В том сообщении содержалась ссылка на слова председателя ВЦИК Свердлова: "Затем председатель сообщает, что в распоряжении ЦИК находится сейчас чрезвычайно важный материал и документы Николая Романова: его собственноручные дневники, которые он вёл от юности до последнего времени; дневники его жены и детей, переписка Романова и т. д. Имеются, между прочим, письма Григория Распутина к Романову и его семье. Все эти материалы будут разобраны и опубликованы в ближайшее время".
И действительно! – уже 9 августа "Правда" и "Известия" начали публиковать тенденциозно подобранные выдержки из дневников Николая Второго и его переписки. А в сентябре решением ВЦИК для разбора "романовских бумаг" была создана специальная комиссия под руководством главного советского историка Покровского. Напрашивается вопрос: неужели в то время (июль-сентябрь 1918 года) большевикам больше нечего было делать, кроме как заниматься историческими изысканиями?! В стране разгорается Гражданская война, повсюду поднимает голову контрреволюция, Советская власть сметена на всём пространстве от Волги до Тихого океана, а большевистские "любомудры" – поди ж ты! – находят время для исторических штудий…

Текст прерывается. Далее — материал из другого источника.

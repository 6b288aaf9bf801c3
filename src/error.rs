//! Structured error types for the galley layout core.
//!
//! Only construction validation can fail in this crate: everything past
//! construction is a pure computation over already-valid in-memory state.
//! Selection queries on unselected units and pagination without a page
//! context are normal states with defined results, not errors.

use thiserror::Error;

/// The unified error type returned by galley's fallible constructors.
#[derive(Debug, Error)]
pub enum GalleyError {
    /// A markup tag was constructed with an empty name.
    #[error("tag name must not be empty")]
    EmptyTagName,

    /// Page geometry was constructed with a height that cannot host content.
    #[error("page height must be finite and positive, got {0}")]
    InvalidPageHeight(f64),
}
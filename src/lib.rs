//! # Galley
//!
//! The inline layout core of an HTML renderer: the part that turns parsed
//! markup into positioned, measured, selectable content units and keeps
//! those units off fixed-height page boundaries.
//!
//! Words are the atomic element here, not characters. Per-character
//! rectangles would make measurement and painting cost explode on any real
//! document, so line breaking, selection, and pagination all operate on
//! word-granular units (plus inline images, whitespace runs, and line
//! breaks).
//!
//! ## Architecture
//!
//! ```text
//! Parsed markup (Tag records)
//!       ↓
//!   [model]      — tag names, single/paired flags, attribute maps
//!       ↓
//!   [layout]     — units, line flow, pagination
//!       ↕
//!   [selection]  — external per-unit selection descriptors
//!       ↓
//!   Painting collaborator (fonts, raster, images — not this crate)
//! ```
//!
//! CSS cascade, HTML tree construction, font metrics, and the drawing
//! surface are collaborators behind narrow interfaces: the owning-box arena
//! in [`container`] carries the two numeric values this core reads from a
//! font/style (word spacing and left glyph padding), and [`events`] carries
//! the two surfaces it produces for the host (stylesheet-load overrides and
//! render-error notifications).
//!
//! Everything is single-threaded and synchronous: pure, bounded
//! computations over already-resolved data, driven by whatever thread runs
//! layout and paint.

pub mod container;
pub mod error;
pub mod events;
pub mod geometry;
pub mod layout;
pub mod model;
pub mod selection;

pub use container::{BoxId, DocumentContext, FontInfo, InlineBox, PageGeometry};
pub use error::GalleyError;
pub use events::{RenderError, RenderErrorKind, StylesheetLoad, StylesheetResolution};
pub use geometry::Rect;
pub use layout::pagination::{break_page, BreakOutcome};
pub use layout::unit::{ImageHandle, LayoutUnit, UnitContent, UnitId};
pub use layout::LayoutSnapshot;
pub use model::{AttributeMap, Tag};
pub use selection::{SelectionSegment, SelectionTracker, UNSET_INDEX, UNSET_OFFSET};
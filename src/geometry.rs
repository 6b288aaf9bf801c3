//! # Geometry
//!
//! The rectangle every layout unit owns. Coordinates are f64 points with the
//! origin at the top-left corner: positive x extends right, positive y
//! extends down.
//!
//! `set_right` and `set_bottom` deliberately resize against a fixed origin
//! instead of moving it. Line-breaking code extends a word's box to a line
//! edge by setting its right edge; the word must not drift left when that
//! happens, so the contract is explicit methods rather than field writes.

use serde::{Deserialize, Serialize};

/// An axis-aligned rectangle in layout space.
#[derive(Debug, Clone, Copy, Default, PartialEq, Serialize, Deserialize)]
pub struct Rect {
    pub x: f64,
    pub y: f64,
    pub width: f64,
    pub height: f64,
}

impl Rect {
    pub fn new(x: f64, y: f64, width: f64, height: f64) -> Self {
        Self {
            x,
            y,
            width,
            height,
        }
    }

    /// Left edge (same as `x`).
    pub fn left(&self) -> f64 {
        self.x
    }

    /// Top edge (same as `y`).
    pub fn top(&self) -> f64 {
        self.y
    }

    /// Right edge, derived: `x + width`.
    pub fn right(&self) -> f64 {
        self.x + self.width
    }

    /// Bottom edge, derived: `y + height`.
    pub fn bottom(&self) -> f64 {
        self.y + self.height
    }

    /// Move the left edge, keeping width.
    pub fn set_left(&mut self, left: f64) {
        self.x = left;
    }

    /// Move the top edge, keeping height.
    pub fn set_top(&mut self, top: f64) {
        self.y = top;
    }

    /// Set the right edge by recomputing width. The origin stays fixed.
    pub fn set_right(&mut self, right: f64) {
        self.width = right - self.x;
    }

    /// Set the bottom edge by recomputing height. The origin stays fixed.
    pub fn set_bottom(&mut self, bottom: f64) {
        self.height = bottom - self.y;
    }
}
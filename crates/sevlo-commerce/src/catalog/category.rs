//! Category filter for the product grid.

use crate::catalog::CatalogItem;
use serde::{Deserialize, Serialize};
use std::fmt;

/// Which slice of the catalog the product grid shows.
///
/// `All` is a distinguished value, not a category label: a catalog could
/// carry a category literally named "All" and it would still be filtered
/// as a normal category.
#[derive(Debug, Clone, PartialEq, Eq, Hash, Serialize, Deserialize, Default)]
#[serde(rename_all = "snake_case")]
pub enum CategoryFilter {
    /// Every item in the catalog.
    #[default]
    All,
    /// Items whose category label matches exactly.
    Category(String),
}

impl CategoryFilter {
    /// Filter on a single category label.
    pub fn category(label: impl Into<String>) -> Self {
        Self::Category(label.into())
    }

    /// Check whether an item passes this filter.
    pub fn matches(&self, item: &CatalogItem) -> bool {
        match self {
            CategoryFilter::All => true,
            CategoryFilter::Category(label) => item.category == *label,
        }
    }

    /// Label shown on the filter button. `all_label` is the configured
    /// caption for the `All` filter (e.g. "Todos").
    pub fn label<'a>(&'a self, all_label: &'a str) -> &'a str {
        match self {
            CategoryFilter::All => all_label,
            CategoryFilter::Category(label) => label,
        }
    }

    /// Check if this is the `All` filter.
    pub fn is_all(&self) -> bool {
        matches!(self, CategoryFilter::All)
    }
}

impl fmt::Display for CategoryFilter {
    fn fmt(&self, f: &mut fmt::Formatter<'_>) -> fmt::Result {
        match self {
            CategoryFilter::All => write!(f, "all"),
            CategoryFilter::Category(label) => write!(f, "{}", label),
        }
    }
}

#[cfg(test)]
mod tests {
    use super::*;
    use crate::money::Money;

    fn item(category: &str) -> CatalogItem {
        CatalogItem::new(1, "Cera Capilar en Barra", Money::new(3000), category, "")
    }

    #[test]
    fn test_all_matches_everything() {
        assert!(CategoryFilter::All.matches(&item("Cabello")));
        assert!(CategoryFilter::All.matches(&item("Skincare")));
    }

    #[test]
    fn test_category_matches_exact_label() {
        let filter = CategoryFilter::category("Cabello");
        assert!(filter.matches(&item("Cabello")));
        assert!(!filter.matches(&item("cabello")));
        assert!(!filter.matches(&item("Skincare")));
    }

    #[test]
    fn test_category_named_all_is_not_the_sentinel() {
        let filter = CategoryFilter::category("All");
        assert!(!filter.is_all());
        assert!(!filter.matches(&item("Cabello")));
    }

    #[test]
    fn test_labels() {
        assert_eq!(CategoryFilter::All.label("Todos"), "Todos");
        assert_eq!(CategoryFilter::category("Skincare").label("Todos"), "Skincare");
    }
}
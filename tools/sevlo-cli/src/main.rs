//! SevLo CLI - Terminal storefront for the SevLo catalog.
//!
//! Commands:
//! - `sevlo catalog` - List products, optionally by category
//! - `sevlo cart` - Apply a sequence of cart operations and print the result
//! - `sevlo shop` - Interactive shopping session

mod commands;
mod context;
mod output;

use anyhow::Result;
use clap::{Parser, Subcommand};
use tracing_subscriber::EnvFilter;

use commands::{CartArgs, CatalogArgs, ShopArgs};

/// SevLo CLI - Browse the catalog and build an order
#[derive(Parser)]
#[command(name = "sevlo")]
#[command(author, version, about, long_about = None)]
#[command(propagate_version = true)]
struct Cli {
    /// Enable debug logging
    #[arg(short, long, global = true)]
    verbose: bool,

    /// Use JSON output format
    #[arg(long, global = true)]
    json: bool,

    /// Store config file path
    #[arg(short, long, global = true)]
    config: Option<String>,

    #[command(subcommand)]
    command: Commands,
}

#[derive(Subcommand)]
enum Commands {
    /// List catalog products
    Catalog(CatalogArgs),

    /// Run cart operations in order and show the cart
    Cart(CartArgs),

    /// Start an interactive shopping session
    Shop(ShopArgs),
}

fn main() -> Result<()> {
    let cli = Cli::parse();

    init_tracing(cli.verbose);

    // Setup output formatting
    let output = output::Output::new(cli.json);

    // Load store configuration
    let config_path = cli.config.as_deref();
    let ctx = match context::Context::load(config_path, output.clone()) {
        Ok(ctx) => ctx,
        Err(e) => {
            output.error(&format!("{:#}", e));
            std::process::exit(1);
        }
    };

    // Execute command
    let result = match cli.command {
        Commands::Catalog(args) => commands::catalog::run(args, &ctx),
        Commands::Cart(args) => commands::cart::run(args, &ctx),
        Commands::Shop(args) => commands::shop::run(args, &ctx),
    };

    if let Err(e) = result {
        ctx.output.error(&format!("{:#}", e));
        std::process::exit(1);
    }

    Ok(())
}

/// Install the stderr log subscriber. `RUST_LOG` wins over `--verbose`.
fn init_tracing(verbose: bool) {
    let default_level = if verbose { "debug" } else { "warn" };
    let filter = EnvFilter::try_from_default_env().unwrap_or_else(|_| EnvFilter::new(default_level));

    tracing_subscriber::fmt()
        .with_env_filter(filter)
        .with_writer(std::io::stderr)
        .with_target(false)
        .init();
}
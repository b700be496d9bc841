//! Checkout module.
//!
//! Checkout is advisory: the cart contents are forwarded to a chat channel
//! and the conversation takes it from there.

mod handoff;

pub use handoff::{checkout_link, compose_order_message, CheckoutConfig};
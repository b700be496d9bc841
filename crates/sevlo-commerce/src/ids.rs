//! Newtype IDs for type-safe identifiers.
//!
//! Catalog identities are small integers assigned in the store
//! configuration. Wrapping them keeps a product id from being confused
//! with a quantity.

use serde::{Deserialize, Serialize};
use std::fmt;
use std::str::FromStr;

/// Identity of a catalog item, shared by the cart line created from it.
#[derive(Debug, Clone, Copy, PartialEq, Eq, PartialOrd, Ord, Hash, Serialize, Deserialize)]
#[serde(transparent)]
pub struct ProductId(u32);

impl ProductId {
    /// Create a new ID.
    pub const fn new(id: u32) -> Self {
        Self(id)
    }

    /// Get the raw integer value.
    pub const fn get(self) -> u32 {
        self.0
    }
}

impl fmt::Display for ProductId {
    fn fmt(&self, f: &mut fmt::Formatter<'_>) -> fmt::Result {
        write!(f, "{}", self.0)
    }
}

impl From<u32> for ProductId {
    fn from(id: u32) -> Self {
        Self(id)
    }
}

impl FromStr for ProductId {
    type Err = std::num::ParseIntError;

    fn from_str(s: &str) -> Result<Self, Self::Err> {
        s.trim().parse().map(Self)
    }
}

#[cfg(test)]
mod tests {
    use super::*;

    #[test]
    fn test_id_creation() {
        let id = ProductId::new(7);
        assert_eq!(id.get(), 7);
    }

    #[test]
    fn test_id_from_str() {
        let id: ProductId = " 12 ".parse().unwrap();
        assert_eq!(id, ProductId::new(12));
        assert!("abc".parse::<ProductId>().is_err());
        assert!("-1".parse::<ProductId>().is_err());
    }

    #[test]
    fn test_id_display() {
        assert_eq!(format!("{}", ProductId::new(789)), "789");
    }

    #[test]
    fn test_id_serializes_as_integer() {
        let json = serde_json::to_string(&ProductId::new(3)).unwrap();
        assert_eq!(json, "3");
        let back: ProductId = serde_json::from_str("3").unwrap();
        assert_eq!(back, ProductId::new(3));
    }
}
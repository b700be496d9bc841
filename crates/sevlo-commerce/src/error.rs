//! Commerce error types.

use crate::ids::ProductId;
use thiserror::Error;

/// Errors that can occur in storefront operations.
///
/// A rejected operation never leaves partial state behind: the cart or
/// catalog it was called on is unchanged.
#[derive(Error, Debug)]
pub enum CommerceError {
    /// Product not found in the catalog.
    #[error("Product not found: {0}")]
    ProductNotFound(ProductId),

    /// Two catalog entries share the same id.
    #[error("Duplicate product id in catalog: {0}")]
    DuplicateProduct(ProductId),

    /// Invalid quantity.
    #[error("Invalid quantity: {0}")]
    InvalidQuantity(i64),

    /// Quantity exceeds maximum allowed.
    #[error("Quantity {0} exceeds maximum allowed ({1})")]
    QuantityExceedsLimit(i64, i64),

    /// Arithmetic overflow.
    #[error("Arithmetic overflow in money calculation")]
    Overflow,

    /// Malformed input, e.g. a catalog item with an empty name.
    #[error("Validation error: {0}")]
    ValidationError(String),

    /// Checkout was requested with nothing in the cart.
    #[error("Cannot check out an empty cart")]
    EmptyCart,

    /// Store configuration is inconsistent.
    #[error("Configuration error: {0}")]
    Config(String),

    /// Store configuration could not be parsed.
    #[error("Failed to parse store configuration: {0}")]
    ConfigParse(#[from] toml::de::Error),

    /// I/O error while reading configuration.
    #[error("I/O error: {0}")]
    Io(#[from] std::io::Error),
}

/// Convenience result alias.
pub type Result<T> = std::result::Result<T, CommerceError>;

Конечно, большевикам тогда было "не до истории" (в смысле – не до установления исторической правды). А вот пропаганда в условиях Гражданской войны имела первостепенное значение! И большевики хорошо это понимали.
Кстати, ответ на все возможные вопросы дал сам Покровский – ещё до начала "исторического похода" красных профессоров против убитого царя! Так, 27 июля 1918 года Покровский пишет своей жене – разумеется, в Берн (где ж ещё обитать семьям борцов за народное счастье? – о том, что он разбирает бумаги покойного Николая Второго. И при этом замечает: "Если бы нужно было моральное оправдание Октябрьской революции, достаточно было бы это напечатать, что, впрочем, и будет сделано не сегодня-завтра".

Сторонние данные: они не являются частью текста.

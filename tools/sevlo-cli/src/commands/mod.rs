//! CLI command implementations.

pub mod cart;
pub mod catalog;
pub mod shop;

use std::fmt;
use std::str::FromStr;

use clap::Args;
use sevlo_commerce::prelude::*;
use thiserror::Error;

use crate::output::Output;

/// Arguments for the catalog command.
#[derive(Args)]
pub struct CatalogArgs {
    /// Only show products in this category.
    #[arg(short = 'C', long)]
    pub category: Option<String>,
}

/// Arguments for the cart command.
#[derive(Args)]
pub struct CartArgs {
    /// Operations applied in order: add:ID, set:ID=QTY, remove:ID, inc:ID, dec:ID.
    #[arg(value_name = "OP")]
    pub ops: Vec<CartOp>,

    /// Print the order message and checkout link.
    #[arg(long)]
    pub checkout: bool,
}

/// Arguments for the shop command.
#[derive(Args)]
pub struct ShopArgs {
    /// Products to place in the cart before the session starts.
    #[arg(short, long, value_name = "ID")]
    pub add: Vec<ProductId>,
}

/// A single cart operation given on the command line.
#[derive(Debug, Clone, Copy, PartialEq, Eq)]
pub enum CartOp {
    Add(ProductId),
    Set(ProductId, i64),
    Remove(ProductId),
    Increment(ProductId),
    Decrement(ProductId),
}

impl CartOp {
    /// Apply the operation to a session.
    pub fn apply(&self, session: &mut ShopSession<'_>) -> Result<(), CommerceError> {
        match *self {
            CartOp::Add(id) => {
                session.add_product(id)?;
            }
            CartOp::Set(id, quantity) => {
                session.set_quantity(id, quantity)?;
            }
            CartOp::Remove(id) => {
                session.remove(id);
            }
            CartOp::Increment(id) => {
                session.increment(id)?;
            }
            CartOp::Decrement(id) => {
                session.decrement(id)?;
            }
        }
        Ok(())
    }
}

impl fmt::Display for CartOp {
    fn fmt(&self, f: &mut fmt::Formatter<'_>) -> fmt::Result {
        match self {
            CartOp::Add(id) => write!(f, "add:{}", id),
            CartOp::Set(id, quantity) => write!(f, "set:{}={}", id, quantity),
            CartOp::Remove(id) => write!(f, "remove:{}", id),
            CartOp::Increment(id) => write!(f, "inc:{}", id),
            CartOp::Decrement(id) => write!(f, "dec:{}", id),
        }
    }
}

/// Error parsing a cart operation.
#[derive(Debug, Error, PartialEq, Eq)]
pub enum CartOpError {
    #[error("expected ACTION:ID, got '{0}'")]
    MissingAction(String),

    #[error("unknown action '{0}' (expected add, set, remove, inc or dec)")]
    UnknownAction(String),

    #[error("invalid product id '{0}'")]
    InvalidId(String),

    #[error("expected set:ID=QTY, got '{0}'")]
    MissingQuantity(String),

    #[error("invalid quantity '{0}'")]
    InvalidQuantity(String),
}

impl FromStr for CartOp {
    type Err = CartOpError;

    fn from_str(s: &str) -> Result<Self, Self::Err> {
        let (action, rest) = s
            .split_once(':')
            .ok_or_else(|| CartOpError::MissingAction(s.to_string()))?;

        let parse_id = |raw: &str| -> Result<ProductId, CartOpError> {
            raw.parse().map_err(|_| CartOpError::InvalidId(raw.to_string()))
        };

        match action.trim().to_ascii_lowercase().as_str() {
            "add" => Ok(CartOp::Add(parse_id(rest)?)),
            "set" => {
                let (id, quantity) = rest
                    .split_once('=')
                    .ok_or_else(|| CartOpError::MissingQuantity(s.to_string()))?;
                let quantity = quantity
                    .trim()
                    .parse()
                    .map_err(|_| CartOpError::InvalidQuantity(quantity.to_string()))?;
                Ok(CartOp::Set(parse_id(id)?, quantity))
            }
            "remove" | "rm" => Ok(CartOp::Remove(parse_id(rest)?)),
            "inc" => Ok(CartOp::Increment(parse_id(rest)?)),
            "dec" => Ok(CartOp::Decrement(parse_id(rest)?)),
            other => Err(CartOpError::UnknownAction(other.to_string())),
        }
    }
}

/// Print the cart as a table followed by its totals.
pub(crate) fn print_cart(output: &Output, config: &StoreConfig, cart: &Cart) {
    if cart.is_empty() {
        output.info(&config.cart.empty_text);
        return;
    }

    let widths = [4, 36, 10, 5, 10];
    output.table_row(&["ID", "PRODUCT", "PRICE", "QTY", "TOTAL"], &widths);
    for line in cart.line_totals() {
        output.table_row(
            &[
                &line.id.to_string(),
                &line.name,
                &line.unit_price.to_string(),
                &line.quantity.to_string(),
                &line.total.to_string(),
            ],
            &widths,
        );
    }

    let totals = cart.totals();
    println!();
    output.kv("Items", &totals.count.to_string());
    output.kv("Subtotal", &totals.subtotal_display());
}

#[cfg(test)]
mod tests {
    use super::*;

    fn id(n: u32) -> ProductId {
        ProductId::new(n)
    }

    #[test]
    fn test_parse_ops() {
        assert_eq!("add:3".parse::<CartOp>(), Ok(CartOp::Add(id(3))));
        assert_eq!("set:3=5".parse::<CartOp>(), Ok(CartOp::Set(id(3), 5)));
        assert_eq!("set:3=-1".parse::<CartOp>(), Ok(CartOp::Set(id(3), -1)));
        assert_eq!("remove:7".parse::<CartOp>(), Ok(CartOp::Remove(id(7))));
        assert_eq!("rm:7".parse::<CartOp>(), Ok(CartOp::Remove(id(7))));
        assert_eq!("inc:1".parse::<CartOp>(), Ok(CartOp::Increment(id(1))));
        assert_eq!("DEC:1".parse::<CartOp>(), Ok(CartOp::Decrement(id(1))));
    }

    #[test]
    fn test_parse_errors() {
        assert_eq!("3".parse::<CartOp>(), Err(CartOpError::MissingAction("3".to_string())));
        assert_eq!("buy:3".parse::<CartOp>(), Err(CartOpError::UnknownAction("buy".to_string())));
        assert_eq!("add:x".parse::<CartOp>(), Err(CartOpError::InvalidId("x".to_string())));
        assert_eq!("set:3".parse::<CartOp>(), Err(CartOpError::MissingQuantity("set:3".to_string())));
        assert_eq!("set:3=two".parse::<CartOp>(), Err(CartOpError::InvalidQuantity("two".to_string())));
    }

    #[test]
    fn test_display_matches_parse() {
        for raw in ["add:3", "set:3=5", "remove:7", "inc:1", "dec:1"] {
            let op: CartOp = raw.parse().unwrap();
            assert_eq!(op.to_string(), raw);
        }
    }

    #[test]
    fn test_apply_ops_to_session() {
        let config = StoreConfig::builtin().unwrap();
        let catalog = config.catalog().unwrap();
        let mut session = ShopSession::new(&catalog);

        for raw in ["add:1", "add:2", "inc:2", "set:1=3", "dec:1", "remove:9"] {
            let op: CartOp = raw.parse().unwrap();
            op.apply(&mut session).unwrap();
        }

        let totals = session.totals();
        assert_eq!(totals.count, 4);
        assert_eq!(totals.subtotal_display(), "$120.00");
    }

    #[test]
    fn test_apply_unknown_product_fails() {
        let config = StoreConfig::builtin().unwrap();
        let catalog = config.catalog().unwrap();
        let mut session = ShopSession::new(&catalog);

        let result = CartOp::Add(id(99)).apply(&mut session);
        assert!(matches!(result, Err(CommerceError::ProductNotFound(_))));
        assert!(session.cart().is_empty());
    }
}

Запомним! Ибо именно этой цели: "моральному оправданию Октябрьской революции" (в том числе – путём очернения убитого царя и его близких), будут посвящены все силы советской исторической науки на протяжении последующих семидесяти лет.
§ 1.3. К сожалению, среди наших современников распространено совершенно неверное видение ситуации. Дескать, после екатеринбургского расстрела в мире сложилось два "подхода", две точки зрения на последнего русского царя и царскую семью. Одна – в Советской России – "большевистская", огульно очернительская. Другая – на Западе – наоборот, приторно-сусальная, идеализированная, ностальгически-эмигрантская… Последняя – бережно поддерживалась поколениями русских изгнанников и РПЦЗ; а затем, после крушения Советской власти, была некритично воспринята и усвоена в современной России. В действительности всё было далеко не так просто!

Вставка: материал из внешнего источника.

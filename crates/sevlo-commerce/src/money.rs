//! Money type for representing monetary values.
//!
//! Uses cents-based integer representation to avoid floating-point
//! precision issues that plague monetary calculations. The storefront
//! sells in a single currency, so no currency tag is carried.

use rust_decimal::prelude::ToPrimitive;
use rust_decimal::{Decimal, RoundingStrategy};
use serde::{Deserialize, Serialize};
use std::fmt;
use std::str::FromStr;

/// Symbol prepended when formatting amounts for display.
pub const CURRENCY_SYMBOL: &str = "$";

/// Number of minor units per major unit.
const CENTS_PER_UNIT: i64 = 100;

/// A monetary value in cents.
#[derive(Debug, Clone, Copy, PartialEq, Eq, PartialOrd, Ord, Hash, Serialize, Deserialize, Default)]
pub struct Money {
    /// Amount in cents.
    pub amount_cents: i64,
}

impl Money {
    /// Create a new Money value from cents.
    pub const fn new(amount_cents: i64) -> Self {
        Self { amount_cents }
    }

    /// Create a Money value from a decimal amount, rounding to the nearest
    /// cent (half away from zero).
    ///
    /// The amount is read at its shortest decimal form, the digits that were
    /// written in the config, so `1.005` becomes 101 cents even though the
    /// nearest `f64` is slightly below it.
    ///
    /// Returns `None` for NaN, infinities and amounts outside the `i64`
    /// cent range.
    ///
    /// ```
    /// use sevlo_commerce::money::Money;
    /// let price = Money::from_decimal(49.99).unwrap();
    /// assert_eq!(price.amount_cents, 4999);
    /// ```
    pub fn from_decimal(amount: f64) -> Option<Self> {
        if !amount.is_finite() {
            return None;
        }
        // f64 `Display` prints the shortest digits that parse back to `amount`.
        let exact = Decimal::from_str(&amount.to_string()).ok()?;
        let cents = exact
            .round_dp_with_strategy(2, RoundingStrategy::MidpointAwayFromZero)
            .checked_mul(Decimal::ONE_HUNDRED)?;
        cents.to_i64().map(Self::new)
    }

    /// Create a zero amount.
    pub const fn zero() -> Self {
        Self::new(0)
    }

    /// Check if this is negative.
    pub fn is_negative(&self) -> bool {
        self.amount_cents < 0
    }

    /// Convert to a decimal value. Lossy; use only at the display edge.
    pub fn to_decimal(&self) -> f64 {
        self.amount_cents as f64 / CENTS_PER_UNIT as f64
    }

    /// Format as a display string (e.g., "$49.99").
    pub fn display(&self) -> String {
        let sign = if self.is_negative() { "-" } else { "" };
        format!("{}{}{}", sign, CURRENCY_SYMBOL, self.unsigned_amount())
    }

    /// Format as a display string without symbol (e.g., "49.99").
    pub fn display_amount(&self) -> String {
        let sign = if self.is_negative() { "-" } else { "" };
        format!("{}{}", sign, self.unsigned_amount())
    }

    fn unsigned_amount(&self) -> String {
        let abs = self.amount_cents.unsigned_abs();
        let per_unit = CENTS_PER_UNIT as u64;
        format!("{}.{:02}", abs / per_unit, abs % per_unit)
    }

    /// Try to add another Money value, returning None on overflow.
    pub fn try_add(&self, other: &Money) -> Option<Money> {
        self.amount_cents.checked_add(other.amount_cents).map(Money::new)
    }

    /// Try to multiply by a quantity, returning None on overflow.
    pub fn try_multiply(&self, factor: i64) -> Option<Money> {
        self.amount_cents.checked_mul(factor).map(Money::new)
    }

    /// Sum an iterator of Money values, returning None on overflow.
    pub fn try_sum(values: impl IntoIterator<Item = Money>) -> Option<Money> {
        values
            .into_iter()
            .try_fold(Money::zero(), |acc, m| acc.try_add(&m))
    }
}

impl fmt::Display for Money {
    fn fmt(&self, f: &mut fmt::Formatter<'_>) -> fmt::Result {
        write!(f, "{}", self.display())
    }
}

/// Serde adapter that reads and writes [`Money`] as a decimal number
/// (`45`, `12.5`), the way prices are written in the store configuration.
pub mod decimal {
    use super::Money;
    use serde::{de, Deserialize, Deserializer, Serializer};

    pub fn serialize<S: Serializer>(money: &Money, serializer: S) -> Result<S::Ok, S::Error> {
        serializer.serialize_f64(money.to_decimal())
    }

    pub fn deserialize<'de, D: Deserializer<'de>>(deserializer: D) -> Result<Money, D::Error> {
        let amount = f64::deserialize(deserializer)?;
        Money::from_decimal(amount)
            .ok_or_else(|| de::Error::custom(format!("price {} is not a representable amount", amount)))
    }
}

Надо помнить, что первая – послереволюционная – волна русской эмиграции была представлена, в основном, "идейными февралистами" (настроенными весьма и весьма антимонархически). Теперь, когда всё рухнуло, господам либералам оставалось лишь одно – ещё старательней поливать грязью старый строй (дабы обелить самих себя; оправдать в глазах современников и потомков собственную разрушительную деятельность, вызвавшую обвал горной лавины).
Всё это ярко проявилось ещё в годы Гражданской войны. Ведь практически все белые вожди, члены белых правительств, руководители российских диппредставительств за рубежом и т. д. были "романтиками Февраля" и сторонниками Учредительного Собрания! Больше всего на свете они боялись обвинений в попытке реставрации и старательно открещивались от всего "старорежимного" – могущего бросить тень на их "демократичность".
По этой причине никому из белых вождей не пришло в голову делать "знамя" из Николая Романова (чего якобы так боялись в красной Москве). Отсюда – стремление белых "дистанцироваться" от представителей свергнутой династии (хотя некоторые Романовы были готовы принять непосредственное участие в борьбе с большевизмом).